Renoviction law was back before the Santa Barbara County Board of Supervisors on Tuesday, as the five supervisors considered adding language requiring a landlord, if taking a rental unit off the market, to allow the tenant to return in a no-fault eviction. As well, all landlords in the county would be required to offer their tenants a one-year, or longer, lease within 60 days after passage of the ordinance. The proposal passed 3-2, but not until testimony was heard of the necessity of the new rule and its unintended consequences.

The ordinance, proposed by supervisors Laura Capps and Das Williams, will come back for further recommendations on July 11, but the major change was a right for a tenant to return to a renovated unit. On April 6, the county passed an ordinance requiring a landlord to provide tenants with copies of permits before an eviction based on “substantial renovation” could proceed.
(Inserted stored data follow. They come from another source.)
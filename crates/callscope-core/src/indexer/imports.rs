//! Import bindings and module-to-file resolution for Python sources.

use std::collections::HashSet;
use std::path::Path;

use tree_sitter::Node;

use crate::indexer::parser::{node_text, start_line, ParsedUnit};
use crate::models::{CallSite, ImportBinding};

/// Collect every `import` and `from ... import` binding in the file,
/// including function-local imports, in source order. Wildcard imports bind
/// no name and are skipped.
pub fn extract_imports(unit: &ParsedUnit) -> Vec<ImportBinding> {
    let mut bindings = Vec::new();
    collect(unit.root(), &unit.source, &mut bindings);
    bindings
}

fn collect(node: Node<'_>, source: &str, out: &mut Vec<ImportBinding>) {
    match node.kind() {
        "import_statement" => {
            let line = start_line(node);
            let mut cursor = node.walk();
            for name in node.children_by_field_name("name", &mut cursor) {
                match name.kind() {
                    "dotted_name" => {
                        let module = node_text(name, source).to_string();
                        // `import a.b` binds `a`
                        let local = module.split('.').next().unwrap_or_default().to_string();
                        out.push(ImportBinding {
                            local_name: local,
                            module,
                            imported_name: None,
                            line,
                        });
                    }
                    "aliased_import" => {
                        let module = name
                            .child_by_field_name("name")
                            .map(|n| node_text(n, source).to_string())
                            .unwrap_or_default();
                        let Some(alias) = name.child_by_field_name("alias") else {
                            continue;
                        };
                        out.push(ImportBinding {
                            local_name: node_text(alias, source).to_string(),
                            module,
                            imported_name: None,
                            line,
                        });
                    }
                    _ => {}
                }
            }
        }
        "import_from_statement" => {
            let line = start_line(node);
            let Some(module_node) = node.child_by_field_name("module_name") else {
                return;
            };
            let module = node_text(module_node, source).to_string();
            let mut cursor = node.walk();
            for name in node.children_by_field_name("name", &mut cursor) {
                let (imported, local) = match name.kind() {
                    "dotted_name" => {
                        let text = node_text(name, source).to_string();
                        (text.clone(), text)
                    }
                    "aliased_import" => {
                        let imported = name
                            .child_by_field_name("name")
                            .map(|n| node_text(n, source).to_string())
                            .unwrap_or_default();
                        let local = name
                            .child_by_field_name("alias")
                            .map(|n| node_text(n, source).to_string())
                            .unwrap_or_else(|| imported.clone());
                        (imported, local)
                    }
                    _ => continue,
                };
                out.push(ImportBinding {
                    local_name: local,
                    module: module.clone(),
                    imported_name: Some(imported),
                    line,
                });
            }
        }
        _ => {
            let mut cursor = node.walk();
            for child in node.named_children(&mut cursor) {
                collect(child, source, out);
            }
        }
    }
}

/// Map a dotted (possibly relative) module path to a project file.
///
/// `pkg.util` resolves to `pkg/util.py` or `pkg/util/__init__.py`. Relative
/// modules are resolved against the importing file's directory, one extra
/// parent per leading dot beyond the first. When no exact path exists, a
/// unique file whose path ends with the module path is accepted, which
/// covers projects rooted above a `src/` directory.
pub fn resolve_module(source_path: &str, module: &str, files: &HashSet<String>) -> Option<String> {
    if module.is_empty() {
        return None;
    }
    let relative = module.starts_with('.');
    let base = if relative {
        let levels = module.chars().take_while(|&c| c == '.').count();
        let suffix = &module[levels..];
        let mut base_dir = Path::new(source_path)
            .parent()
            .unwrap_or(Path::new(""))
            .to_path_buf();
        for _ in 0..levels.saturating_sub(1) {
            base_dir = base_dir.parent().unwrap_or(Path::new("")).to_path_buf();
        }
        if !suffix.is_empty() {
            base_dir = base_dir.join(suffix.replace('.', "/"));
        }
        base_dir.to_string_lossy().replace('\\', "/")
    } else {
        module.replace('.', "/")
    };

    let candidates = if base.is_empty() {
        vec!["__init__.py".to_string()]
    } else {
        vec![format!("{base}.py"), format!("{base}/__init__.py")]
    };
    if let Some(found) = candidates.iter().find(|c| files.contains(c.as_str())) {
        return Some(found.clone());
    }
    if relative || base.is_empty() {
        return None;
    }

    for candidate in &candidates {
        let needle = format!("/{candidate}");
        let mut matches = files.iter().filter(|f| f.ends_with(&needle));
        if let (Some(only), None) = (matches.next(), matches.next()) {
            return Some(only.clone());
        }
    }
    None
}

fn join_module(module: &str, name: &str) -> String {
    if module.ends_with('.') {
        format!("{module}{name}")
    } else {
        format!("{module}.{name}")
    }
}

/// The project file a call most likely targets, judging only by the caller
/// file's imports.
///
/// - `helper()` with `from pkg.util import helper` points at `pkg/util.py`.
/// - `util.helper()` with `from pkg import util` points at `pkg/util.py`.
/// - `u.helper()` with `import pkg.util as u` points at `pkg/util.py`.
///
/// When a name is bound more than once the last binding wins.
pub fn hinted_file(
    call: &CallSite,
    source_path: &str,
    bindings: &[ImportBinding],
    files: &HashSet<String>,
) -> Option<String> {
    match call.receiver.as_deref() {
        Some(receiver) => {
            let binding = bindings.iter().rev().find(|b| b.local_name == receiver)?;
            match binding.imported_name.as_deref() {
                Some(imported) => {
                    resolve_module(source_path, &join_module(&binding.module, imported), files)
                }
                None => resolve_module(source_path, &binding.module, files),
            }
        }
        None => {
            let binding = bindings
                .iter()
                .rev()
                .find(|b| b.local_name == call.callee_name && b.imported_name.is_some())?;
            resolve_module(source_path, &binding.module, files)
        }
    }
}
A wave of renovictions large and small has occurred in the county, staff reported. The term “NOAH” is used to describe “naturally occurring affordable housing,” or multi-family units in a location or condition that decreases the amount of rent that can be charged, making them affordable. The county lost 754 such units during the past three years, according to the California Housing Partnership, and looks to lose another 2,050 in the next two years. The League of Women Voters wrote that the county has only 7,000 units affordable to households in the 80 percent range of area median income.
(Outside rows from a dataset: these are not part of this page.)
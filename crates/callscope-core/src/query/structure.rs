//! Per-file views of the graph and the plain-text structure map.

use serde::Serialize;

use crate::graph::{CodeGraph, EdgeKind};
use crate::models::FunctionEntity;
use crate::query::guards::clamp_budget;

fn approx_tokens(text: &str) -> usize {
    if text.is_empty() {
        return 0;
    }
    (text.len() as f64 / 3.5).max(1.0) as usize
}

/// Functions defined in `path`, ordered by start line. Unknown paths yield
/// an empty list.
pub fn functions_in_file<'g>(graph: &'g CodeGraph, path: &str) -> Vec<&'g FunctionEntity> {
    if graph.file(path).is_none() {
        return Vec::new();
    }
    let mut functions: Vec<&FunctionEntity> = graph
        .incoming(path, EdgeKind::DefinedIn)
        .filter_map(|edge| graph.function(&edge.source))
        .collect();
    functions.sort_by(|a, b| {
        a.start_line
            .cmp(&b.start_line)
            .then_with(|| a.qualified_id.cmp(&b.qualified_id))
    });
    functions
}

#[derive(Clone, Debug, PartialEq, Eq, Serialize)]
pub struct FileSummary {
    pub file_path: String,
    pub function_count: usize,
    pub line_count: usize,
}

/// One row per parsed file, ordered by path. The module entity is not
/// counted as a function.
pub fn file_summary(graph: &CodeGraph) -> Vec<FileSummary> {
    let mut rows: Vec<FileSummary> = graph
        .files()
        .map(|file| FileSummary {
            file_path: file.file_path.clone(),
            function_count: graph
                .incoming(&file.file_path, EdgeKind::DefinedIn)
                .filter_map(|edge| graph.function(&edge.source))
                .filter(|f| !f.is_module_scope())
                .count(),
            line_count: file.line_count,
        })
        .collect();
    rows.sort_by(|a, b| a.file_path.cmp(&b.file_path));
    rows
}

/// Indented outline of every file and its functions, cut off once the
/// estimated token count would exceed `token_budget`.
pub fn render_structure(graph: &CodeGraph, token_budget: usize, include_signatures: bool) -> String {
    let budget = clamp_budget(token_budget);

    let mut lines: Vec<String> = Vec::new();
    for summary in file_summary(graph) {
        lines.push(format!("{}  ({} lines)", summary.file_path, summary.line_count));
        for function in functions_in_file(graph, &summary.file_path) {
            if function.is_module_scope() {
                continue;
            }
            let indent = "  ".repeat(function.scope.len() + 1);
            let detail = if include_signatures {
                function.signature()
            } else {
                function.display_name()
            };
            let callers = graph.incoming(&function.qualified_id, EdgeKind::Calls).count();
            lines.push(format!(
                "{indent}{} {detail}  [L{}, callers:{callers}]",
                function.kind.as_str(),
                function.start_line
            ));
        }
    }

    let mut output_lines: Vec<String> = Vec::new();
    let mut used_tokens = 0usize;
    for line in lines {
        let line_tokens = approx_tokens(&line);
        if used_tokens + line_tokens > budget {
            break;
        }
        used_tokens += line_tokens;
        output_lines.push(line);
    }
    output_lines.join("\n")
}

#[cfg(test)]
mod tests {
    use super::*;
    use crate::config::AnalyzerConfig;
    use crate::graph::builder::build_graph;
    use crate::indexer::pipeline::parse_source;

    fn graph() -> CodeGraph {
        let config = AnalyzerConfig::default();
        let src = "\
class Store:
    def get(self, key):
        return self.lookup(key)

    def lookup(self, key):
        pass

def main():
    Store().get(1)

main()
";
        let parses = vec![
            parse_source("pkg/store.py", src, &config).unwrap(),
            parse_source("app.py", "def run():\n    pass\n", &config).unwrap(),
        ];
        build_graph(&parses, &config).0
    }

    #[test]
    fn test_functions_in_file_ordered_by_line() {
        let g = graph();
        let names: Vec<&str> = functions_in_file(&g, "pkg/store.py")
            .iter()
            .map(|f| f.qualified_id.as_str())
            .collect();
        assert_eq!(
            names,
            vec![
                "pkg/store.py::<module>",
                "pkg/store.py::Store.get@2",
                "pkg/store.py::Store.lookup@5",
                "pkg/store.py::main@8",
            ]
        );
        assert!(functions_in_file(&g, "missing.py").is_empty());
        assert!(functions_in_file(&g, "pkg/store.py::main@8").is_empty());
    }

    #[test]
    fn test_file_summary() {
        let g = graph();
        assert_eq!(
            file_summary(&g),
            vec![
                FileSummary {
                    file_path: "app.py".to_string(),
                    function_count: 1,
                    line_count: 2,
                },
                FileSummary {
                    file_path: "pkg/store.py".to_string(),
                    function_count: 3,
                    line_count: 11,
                },
            ]
        );
    }

    #[test]
    fn test_render_structure() {
        let g = graph();
        let text = render_structure(&g, 4000, true);
        let lines: Vec<&str> = text.lines().collect();
        assert_eq!(lines[0], "app.py  (2 lines)");
        assert!(lines.contains(&"    method get(self, key)  [L2, callers:1]"));
        assert!(lines.contains(&"  function main()  [L8, callers:1]"));
        assert!(!text.contains("__module__"));

        let short = render_structure(&g, 5, false);
        assert_eq!(short, "app.py  (2 lines)");
    }
}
Regarding the one-year lease requirement, the new amendment only mandates it be offered; a tenant need not accept it if they prefer a month-to-month rental. To that end, the county’s Community Services Department was directed to come up with a document tenants could use to refuse the lease offer.

But the one-year-lease offer triggered doubts among landlords, one public speaker said. As a rental property manager in Santa Maria, he knew how complex government, owner, and tenant relations could be. He warned that a lease would not help owner-tenant relations and offered to serve on a volunteer group to figure out a better way.

Supervisors Steve Lavagnino of Santa Maria and Bob Nelson of Orcutt had similar reservations that there had to be a better way. Lavagnino said he could vote for the ordinance amendment if it only applied to South County. Nelson observed that the problem was that the county was making it less and less attractive for anyone to build, much less build affordable homes. He argued that making home ownership more possible and streamlining the building process would be more effective in keeping people in homes.

One CBC tenant described what a “no fault” eviction meant. She paid her rent on time and she was a good neighbor, she told the supervisors, and the Housing Authority had inspected her apartment and found it to be “in fine condition and in need of no habitability repairs.” Speaking of this brought her to tears. She said she had been homeless for four-and-a-half years and was only now beginning to “open up” to others about her situation. She’d been looking for a one-bedroom apartment that had equal space and rent, but wasn’t finding anything close to her doctor and physical therapist. “Give people here a rent cap,” she asked, “so that if they want to return, they’ll be able to afford it, and it won’t be double what they pay now.”

She was joined in that request by a number of tenant groups. 

There was hope of a statewide rent cap of 5 percent, which had been part of State Senator Maria Durazo’s Senate Bill 567, known as the Homeless Prevention Act. However, Durazo (D–Los Angeles) agreed to keep the cap at the current state amount of 10 percent after landlord organizations opposed the lower threshold in May. The bill has succeeded in making its way to the Assembly.